Blogging 101 – Day 11 Make a Prompt Personal

Today’s assignment is to make a prompt personal. The prompt:

Two plus two equals four: yes or no?

I started blogging two years ago. I have four blogs. That’s a two and a four but not much of a story there. The common thread that runs through all of my blogs is my passion for discovering family history and preserving it so that future generations will have an easy starting point when they’re ready to discover their roots.

Two plus two equals four – to be sure
But after four there’s so much more.

When Nicola Nunziato Sabio Giorgio and Filomena Pace began their life together in the small fishing village of San Vito Chietino in the province of Chieti on the eastern coast of Italy in the late-1850s they probably never imagined that four of their sons (Ciro, Adriano, Pasquale and Romualdo – the only four to reach adulthood) would leave Italy for America.

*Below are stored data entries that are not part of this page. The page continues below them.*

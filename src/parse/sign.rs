//! Type signature parsing (spec §4.D): `sign ::= ('mut'|'volatile')*
//! async-sign ('->' sign)?`; `maxterm` (`|`-disjunction), `minterm`
//! (`&`-conjunction), `primary` (compound-ident or tuple).

use super::{parse_list, take_name, take_oper, State};
use crate::ast::{sign::TupleSignElement, Ast, Ranged, SignId, TypeSign};
use crate::diagnostic::{Diagnostic, DiagnosticSink};
use crate::lex::TokenKind;

pub fn parse_sign(state: &mut State, ast: &mut Ast, sink: &mut dyn DiagnosticSink) -> SignId {
    let start = state.error_range();

    let mut is_mut = false;
    let mut is_volatile = false;
    loop {
        if state.take_kind(&TokenKind::Mut).is_some() {
            is_mut = true;
        } else if state.take_kind(&TokenKind::Volatile).is_some() {
            is_volatile = true;
        } else {
            break;
        }
    }

    let is_async = state.take_kind(&TokenKind::Async).is_some();
    let body = parse_maxterm(state, ast, sink);
    let base = if is_async {
        let range = start.join(&ast.sign(body).range());
        ast.alloc_sign(TypeSign::Async { inner: body, range })
    } else {
        body
    };

    let result = if state.take_kind(&TokenKind::Arrow).is_some() {
        let output = parse_sign(state, ast, sink);
        let range = ast.sign(base).range().join(&ast.sign(output).range());
        ast.alloc_sign(TypeSign::Function {
            param: base,
            output,
            is_volatile,
            range,
        })
    } else {
        if is_volatile {
            sink.report(Diagnostic::error(
                "'volatile' is only legal on function signatures",
                start,
            ));
        }
        base
    };

    if is_mut {
        let range = start.join(&ast.sign(result).range());
        ast.alloc_sign(TypeSign::Inout {
            inner: result,
            range,
        })
    } else {
        result
    }
}

fn parse_maxterm(state: &mut State, ast: &mut Ast, sink: &mut dyn DiagnosticSink) -> SignId {
    let first = parse_minterm(state, ast, sink);
    if take_oper(state, "|").is_none() {
        return first;
    }
    let mut members = vec![first];
    loop {
        members.push(parse_minterm(state, ast, sink));
        if take_oper(state, "|").is_none() {
            break;
        }
    }
    let range = ast
        .sign(members[0])
        .range()
        .join(&ast.sign(*members.last().unwrap()).range());
    ast.alloc_sign(TypeSign::Union { members, range })
}

fn parse_minterm(state: &mut State, ast: &mut Ast, sink: &mut dyn DiagnosticSink) -> SignId {
    let first = parse_primary(state, ast, sink);
    if take_oper(state, "&").is_none() {
        return first;
    }
    let mut members = vec![first];
    loop {
        members.push(parse_primary(state, ast, sink));
        if take_oper(state, "&").is_none() {
            break;
        }
    }
    let range = ast
        .sign(members[0])
        .range()
        .join(&ast.sign(*members.last().unwrap()).range());
    ast.alloc_sign(TypeSign::ViewComposition { members, range })
}

fn parse_primary(state: &mut State, ast: &mut Ast, sink: &mut dyn DiagnosticSink) -> SignId {
    match state.peek_kind() {
        Some(TokenKind::LParen) => parse_tuple_sign(state, ast, sink),
        Some(TokenKind::Name(_)) => parse_compound_ident(state, ast, sink),
        _ => {
            let range = state.error_range();
            sink.report(Diagnostic::error("expected a type signature", range));
            state.has_error = true;
            ast.alloc_sign(TypeSign::Error { range })
        }
    }
}

/// A `::`-separated path; only the final component may carry a `<...>`
/// generic-argument list (spec §4.D).
fn parse_compound_ident(state: &mut State, ast: &mut Ast, sink: &mut dyn DiagnosticSink) -> SignId {
    let (first, start_range) = take_name(state).unwrap();
    let mut path = vec![first];
    let mut last_range = start_range;

    while state.take_kind(&TokenKind::TwoColons).is_some() {
        match take_name(state) {
            Some((name, range)) => {
                path.push(name);
                last_range = range;
            }
            None => {
                sink.report(Diagnostic::error(
                    "expected a name after '::'",
                    state.error_range(),
                ));
                state.has_error = true;
                break;
            }
        }
    }

    let mut args = Vec::new();
    if state.peek_kind() == Some(&TokenKind::LAngle) {
        let (parsed_args, args_range) = parse_generic_args(state, ast, sink);
        args = parsed_args;
        last_range = args_range;
    }

    let range = start_range.join(&last_range);
    if path.len() == 1 {
        let name = path.pop().unwrap();
        if args.is_empty() {
            ast.alloc_sign(TypeSign::BareIdent { name, range })
        } else {
            ast.alloc_sign(TypeSign::SpecializedIdent { name, args, range })
        }
    } else {
        ast.alloc_sign(TypeSign::CompoundIdent { path, args, range })
    }
}

/// `<` sign (',' sign)* `>`. The lexer always emits `lAngle`/`rAngle` as
/// single-character tokens, so nested generics (`Foo<Bar<T>>`) need no
/// special-casing here: the two trailing `>` are just two `rAngle` tokens.
fn parse_generic_args(
    state: &mut State,
    ast: &mut Ast,
    sink: &mut dyn DiagnosticSink,
) -> (Vec<SignId>, crate::source::SourceRange) {
    parse_list(
        state,
        ast,
        sink,
        TokenKind::LAngle,
        TokenKind::RAngle,
        |state, ast, sink| Some(parse_sign(state, ast, sink)),
    )
}

fn parse_tuple_sign(state: &mut State, ast: &mut Ast, sink: &mut dyn DiagnosticSink) -> SignId {
    let (elements, range) = parse_list(
        state,
        ast,
        sink,
        TokenKind::LParen,
        TokenKind::RParen,
        |state, ast, sink| {
            if state.peek().is_none() {
                return None;
            }
            let saved = state.save();
            if let Some((label, _)) = take_name(state) {
                if state.take_kind(&TokenKind::Colon).is_some() {
                    let sign = parse_sign(state, ast, sink);
                    return Some(TupleSignElement {
                        label: Some(label),
                        sign,
                    });
                }
                state.restore(saved);
            }
            let sign = parse_sign(state, ast, sink);
            Some(TupleSignElement { label: None, sign })
        },
    );
    ast.alloc_sign(TypeSign::Tuple { elements, range })
}

#[cfg(test)]
mod tests {
    use super::*;
    use crate::diagnostic::VecSink;
    use crate::lex::Lexer;
    use crate::source::SourceManager;

    fn parse(text: &str) -> (Ast, SignId, VecSink) {
        let mut sm = SourceManager::new();
        let file = sm.load_synthesized("<test>", text);
        let root_ast_space = Ast::new();
        let mut ast = root_ast_space;
        let root = ast.alloc_root_space();
        let eof = sm.eof_range(file);
        let lexer = Lexer::new(file, sm.text(file));
        let mut state = State::new(lexer, root, eof);
        let mut sink = VecSink::new();
        let id = parse_sign(&mut state, &mut ast, &mut sink);
        (ast, id, sink)
    }

    #[test]
    fn bare_ident() {
        let (ast, id, sink) = parse("Int");
        assert!(!sink.has_errors());
        assert!(matches!(ast.sign(id), TypeSign::BareIdent { name, .. } if name == "Int"));
    }

    #[test]
    fn specialized_ident() {
        let (ast, id, sink) = parse("Array<Int>");
        assert!(!sink.has_errors());
        match ast.sign(id) {
            TypeSign::SpecializedIdent { name, args, .. } => {
                assert_eq!(name, "Array");
                assert_eq!(args.len(), 1);
            }
            other => panic!("expected specialized ident, got {:?}", other),
        }
    }

    #[test]
    fn nested_generics_without_angle_gluing() {
        let (ast, id, sink) = parse("Array<Array<Int>>");
        assert!(!sink.has_errors());
        match ast.sign(id) {
            TypeSign::SpecializedIdent { args, .. } => {
                assert!(matches!(ast.sign(args[0]), TypeSign::SpecializedIdent { .. }));
            }
            other => panic!("expected specialized ident, got {:?}", other),
        }
    }

    #[test]
    fn union_and_composition() {
        let (ast, id, _) = parse("A | B & C");
        // `&` (minterm) binds tighter than `|` (maxterm): A | (B & C)
        match ast.sign(id) {
            TypeSign::Union { members, .. } => {
                assert_eq!(members.len(), 2);
                assert!(matches!(ast.sign(members[1]), TypeSign::ViewComposition { .. }));
            }
            other => panic!("expected union, got {:?}", other),
        }
    }

    #[test]
    fn function_sign_is_right_recursive() {
        let (ast, id, _) = parse("Int -> Int -> Bool");
        match ast.sign(id) {
            TypeSign::Function { output, .. } => {
                assert!(matches!(ast.sign(*output), TypeSign::Function { .. }));
            }
            other => panic!("expected function sign, got {:?}", other),
        }
    }

    #[test]
    fn mut_wraps_as_inout() {
        let (ast, id, _) = parse("mut Int");
        assert!(matches!(ast.sign(id), TypeSign::Inout { .. }));
    }

    #[test]
    fn volatile_without_arrow_is_diagnosed() {
        let (_, _, sink) = parse("volatile Int");
        assert!(sink.has_errors());
    }
}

But you can read about what they never imagined.

They probably never imagined that their daughters, who married and remained in Italy, would have great grandchildren who would one day be in contact with their sons’ descendants in America.

My husband grew up without knowing anything about his Italian heritage. The only grandparent my husband knew was his father’s mother – Eleanor Clark. She never talked about her first husband; they divorced when Rick’s father, the oldest of three boys, was about nine years old. But she wore the ring that Fred George gave her until the day she died. Rick remembers the ring.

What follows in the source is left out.